Ding Liren at Beiqiu Museum of Contemporary Art / Nanjing

Artist(s): Ding Liren
Curator: Yang Tiange
Art space: Beiqiu Museum of Contemporary Art
Address: Catherine Park, NO.1 Beijing East Road, Nanjing, China
Duration: 05/08/2025 - 26/10/2025
Credits: BMCA

Beiqiu Museum of Contemporary Art is honored to present Ding Liren: Drifting Encounters, opening in August 2025. The exhibition brings together over 100 works by artist Ding Liren (b. 1930), spanning more than six decades—from as early as the 1960s to his latest pieces from this year. Rich in media and forms, the show centers on painting and sculpture, and also includes selections from Ding’s personal collection. Alongside Ding’s work, the exhibition features newly commissioned works by seven emerging artists—each born in the 1980s or 1990s—created over the past year. These younger voices participate as equals, forming an inter-generational dialogue with Ding Liren in Beiqiu’s exhibition space with special scenography. The result is a shared artistic moment: a true “drifting encounter.”
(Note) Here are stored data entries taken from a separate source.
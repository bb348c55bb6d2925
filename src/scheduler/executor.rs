// src/scheduler/executor.rs
use std::time::Duration as StdDuration;

use chrono::{DateTime, Utc};
use log::{error, warn};
use tokio::time;

use super::{SharedState, Task};
use crate::config::Config;
use crate::messaging::{MessageFormat, Messenger};
use crate::persistence::AuctionStore;

/// Seconds between countdown numbers.
const COUNTDOWN_TICK: StdDuration = StdDuration::from_secs(3);

/// Execute a scheduled task. `Nothing` and `EndAuction` are sentinels that
/// the refined policy never hands over; they are logged no-ops here.
pub async fn perform(
    task: Task,
    state: &SharedState,
    config: &Config,
    store: &dyn AuctionStore,
    messenger: &dyn Messenger,
) {
    {
        let state = state.lock().unwrap();
        if state.current_auction.is_none() {
            error!("failed to perform the scheduled task: no current auction");
            return;
        }
    }

    match task {
        Task::ReminderAnnouncement => announce_reminder(state, messenger),
        Task::StartCountdown => run_countdown(state, config, store, messenger).await,
        Task::Nothing | Task::EndAuction => {
            warn!("unsupported task to perform: {:?}", task);
        }
    }
}

fn announce_reminder(state: &SharedState, messenger: &dyn Messenger) {
    let end = state.lock().unwrap().cached_end_time;
    match end {
        Some(end) => messenger.broadcast(
            MessageFormat::Html,
            &format!("Auction ends @{}", nice_time(end)),
        ),
        None => warn!("reminder scheduled without a cached end time"),
    }
}

/// Announce the rules, count down to 1 and finalize the auction. Blocks
/// the scheduling loop for the full duration: nothing else may happen
/// while the countdown runs.
async fn run_countdown(
    state: &SharedState,
    config: &Config,
    store: &dyn AuctionStore,
    messenger: &dyn Messenger,
) {
    // Idempotent with the early flag set in the escalation rule.
    state.lock().unwrap().running_countdown = true;

    messenger.broadcast(
        MessageFormat::Html,
        &format!(
            "<i>Alright everyone, get your bids together and be prepared. \
             I'm going to count down from {} to 1. The last highest bid in \
             the countdown wins the auction. Good luck!</i>",
            config.countdown_from
        ),
    );
    for i in (1..=config.countdown_from).rev() {
        time::sleep(COUNTDOWN_TICK).await;
        messenger.broadcast(MessageFormat::Text, &i.to_string());
    }

    let (ended, last_bid) = {
        let mut state = state.lock().unwrap();
        state.running_countdown = false;
        let auction = match state.current_auction.take() {
            Some(mut auction) => {
                auction.ended = true;
                auction
            }
            None => {
                error!("auction disappeared during the countdown");
                return;
            }
        };
        (auction, state.last_winning_bid.clone())
    };

    if let Err(err) = store.save(&ended) {
        // No interactive caller to report to at this point.
        error!("failed to persist the ended auction: {}", err);
    }

    match last_bid {
        Some(bid) => messenger.send_private(
            &bid.bidder,
            &format!(
                "Congratulations {}, you've won the auction! Please contact \
                 the auctioneer for the details on how to claim your item.",
                bid.bidder_name
            ),
        ),
        None => warn!("auction ended without any recorded bid"),
    }
}

/// Human-readable rendering of an end time for chat display.
pub fn nice_time(at: DateTime<Utc>) -> String {
    at.format("%H:%M:%S UTC on %A, %d %B %Y").to_string()
}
Ding Liren is the point of departure—but how could an “encounter” occur with only one player? A single clap makes no sound; a solo rendezvous breeds only solitude. As such, Drifting Encounters is not a solo show in the conventional sense. It is an ensemble production. These new participants engage, intervene, contaminate, provoke. Together, they enact a dynamic interplay of recognition and departure—a scene that begins, but never quite ends.

Consider the younger artists who’ve come to “encounter” Ding: Ge Yulu, ever the outlier, refrains from creating new work himself, instead curating a mini-exhibition of artist Zhan Qi—a “show within a show”—as a gesture of introduction and encounter. Hu Yinping revisits her ongoing series “What did the masters come to the east for?”, producing a new episode of Xiaofang in the visual style of Ding’s early works, paying tribute to his deep affinity with grassroots culture. Li Xindi devises a set of rules for an interactive installation that redefines “encounter” as the evolving relationship between viewer and exhibition—a script written through movement. Liu Dongxu reimagines household items into sculptures that echo both classical and modernist vocabularies, staging a formal encounter across time. Su Hua paints scenes teeming with unruly vitality—markets, rivers, martial worlds—unfolding with ceaseless energy. Wu Shangcong repurposes discarded materials into narratives that bridge sculpture and painting, dissolving boundaries in a manner deeply resonant with Ding’s spirit.

Ding Liren, born in 1930 in Taizhou, Zhejiang Province, is a professor at the College of Design and Art, Shanghai University of Technology, and a guest professor at Guangdong University of Technology. Although Ding never received formal academic training in fine arts, he developed an early and distinct aesthetic approach that deliberately avoids adherence to any single artistic school. Instead, he draws inspiration equally from diverse painting traditions and folk art forms.

Tiange Yang is a Beijing-based curator and art historian. He currently holds the position of curator-at-large at the Beiqiu Museum of Contemporary Art, Nanjing, and is enrolled in a Ph.D. in art history at Peking University. Yang is the inaugural recipient of the Mo Yuan: Art History Research and Writing Grant in the field of contemporary Chinese art writing from the New Century Art Foundation. His research explores issues of the body and the construction of identity, and nationalist formations in twentieth-century China and the contemporary world.